Review: An Illusion of Thieves by Cate Glass
Series: Chimera #1
Published by Tor Books on May 21, 2019
In Cantagna, being a sorcerer is a death sentence.
Romy escapes her hardscrabble upbringing when she becomes courtesan to the Shadow Lord, a revolutionary noble who brings laws and comforts once reserved for the wealthy to all. When her brother, Neri, is caught thieving with the aid of magic, Romy's aristocratic influence is the only thing that can spare his life—and the price is her banishment.
Now back in Beggar’s Ring, she has just her wits and her own long-hidden sorcery to help her and Neri survive. But when a plot to overthrow the Shadow Lord and incite civil war is uncovered, only Romy knows how to stop it. To do so, she’ll have to rely on newfound allies—a swordmaster, a silversmith, and her own thieving brother. And they'll need the very thing that could condemn them all: magic.
I really enjoyed this one. It was an impulse request because when I was looking for my next book to read, it just sounded like a better fit for what I was in the mood for than anything I had on hand. I started reading it immediately and am quite glad I did. Turns out there’s a great story here.
As with so many books I love, this features a strong female protagonist. Romy started life in Beggar’s Ring, the poorest and most downtrodden part of the city. However, her family sold her at a young age to what is essentially a training program for courtesans (yup, her family sold her as a child to become a high end prostitute). This is kind of a mixed thing. Of course it is bad, no one would choose to be sold for anything, much less for this purpose, but it also gave her an education and training that would never have been available to her otherwise.

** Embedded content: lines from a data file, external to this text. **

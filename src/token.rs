//! Token indexing and span resolution.
//!
//! Agreement studies are computed over a continuum of *atomic* tokens: a
//! token that covers two or more other tokens is a compound and is not
//! part of the continuum. The remaining tokens are indexed densely in
//! document order; annotation spans resolve to inclusive intervals over
//! those indices.

use serde::{Deserialize, Serialize};

use crate::span::Span;

/// An inclusive interval of token indices.
#[derive(Debug, Clone, Copy, PartialEq, Eq, Hash, Serialize, Deserialize)]
pub struct TokenInterval {
    /// First token index covered by the annotation.
    pub begin: usize,
    /// Last token index covered by the annotation (inclusive).
    pub end: usize,
}

impl TokenInterval {
    /// Number of tokens in the interval, always ≥ 1.
    #[must_use]
    pub fn len(&self) -> usize {
        self.end - self.begin + 1
    }

    /// Inclusive intervals are never empty.
    #[must_use]
    pub fn is_empty(&self) -> bool {
        false
    }
}

/// Dense index over the atomic tokens of one view.
///
/// Token spans map to indices `0..len()` in document order. Compounds
/// (tokens covering ≥ 2 other tokens) are excluded from the domain.
#[derive(Debug, Clone)]
pub struct TokenIndex {
    spans: Vec<Span>,
}

impl TokenIndex {
    /// Build the index from a view's ordered token spans.
    #[must_use]
    pub fn build(tokens: &[Span]) -> Self {
        let spans = tokens
            .iter()
            .filter(|token| covered_count(token, tokens) < 2)
            .copied()
            .collect();
        Self { spans }
    }

    /// Number of atomic tokens.
    #[must_use]
    pub fn len(&self) -> usize {
        self.spans.len()
    }

    /// Whether the index holds no tokens.
    #[must_use]
    pub fn is_empty(&self) -> bool {
        self.spans.is_empty()
    }

    /// The atomic token spans in index order.
    #[must_use]
    pub fn spans(&self) -> &[Span] {
        &self.spans
    }

    /// The token span at `index`.
    #[must_use]
    pub fn span(&self, index: usize) -> Option<Span> {
        self.spans.get(index).copied()
    }

    /// Resolve an annotation span to an inclusive token-index interval.
    ///
    /// Candidate tokens are those textually inside the annotation plus
    /// those covering it (the latter catches sub-token annotations).
    /// Returns `None` when no candidate lies in the index domain — the
    /// annotation is unresolvable and must be skipped.
    #[must_use]
    pub fn resolve(&self, annotation: Span) -> Option<TokenInterval> {
        let mut begin = usize::MAX;
        let mut end = 0usize;
        let mut found = false;
        for (index, token) in self.spans.iter().enumerate() {
            if annotation.covers(token) || token.covers(&annotation) {
                if index < begin {
                    begin = index;
                }
                if index > end {
                    end = index;
                }
                found = true;
            }
        }
        if found {
            Some(TokenInterval { begin, end })
        } else {
            None
        }
    }
}

/// How many *other* tokens `token` covers.
fn covered_count(token: &Span, tokens: &[Span]) -> usize {
    tokens
        .iter()
        .filter(|other| *other != token && token.covers(other))
        .count()
}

Her life as a well and diversely educated courtesan gives her a unique background. But one of the most unique qualities is that she is able to do magic. Magic is forbidden, only people from Costa Droga are ever born demon-tainted (aka have the ability to perform magic) but no one really knows why. Romy has worked hard to hide her abilities because if she were discovered, it would mean death. No matter how well she might seem to blend in, she is never really herself of fully open as she is always shielding this part of herself from everyone.
She’s a character that in some ways doesn’t seem to be belong to any of the different social groups, but can navigate her way through any of them. Romy has been enjoying the life she has been given as much as she can. She has become the favored courtesan of the Shadow Lord, who appears to care for her. She enjoys having intelligent conversations with him and others at court. She might not have chosen this life, but she finds things to appreciate. At least until she receives a message that tears her back to her original life, living with a brother that she loves but doesn’t always like that much. But Romy is a survivor and a fighter, and what she does and the characters she encounters along the way make for a very intriguing story (I debated how much detail to give, but decided to leave it vague…. but it does involve a heist of sorts, scheming and magic with some swords and action thrown in… definitely a very fun read).
My only slight criticism is that the end felt a bit rushed, and there was some pretty blatant set up for the books to come. I don’t mind set up, but something about it felt a bit unnatural or forced. BUT … the good news is I actually love how the book ended and the potential it left for the upcoming books. Like really love the concept and I think there’s great potential there for the series.
So overall, I definitely recommend this one and am really looking forward to the next one! I had originally thought this was an amazingly strong debut, but then saw that it is a pen name for Carol Berg, who I have heard highly recommended. Now I need to go see about reading some of her other books. Any recommendations?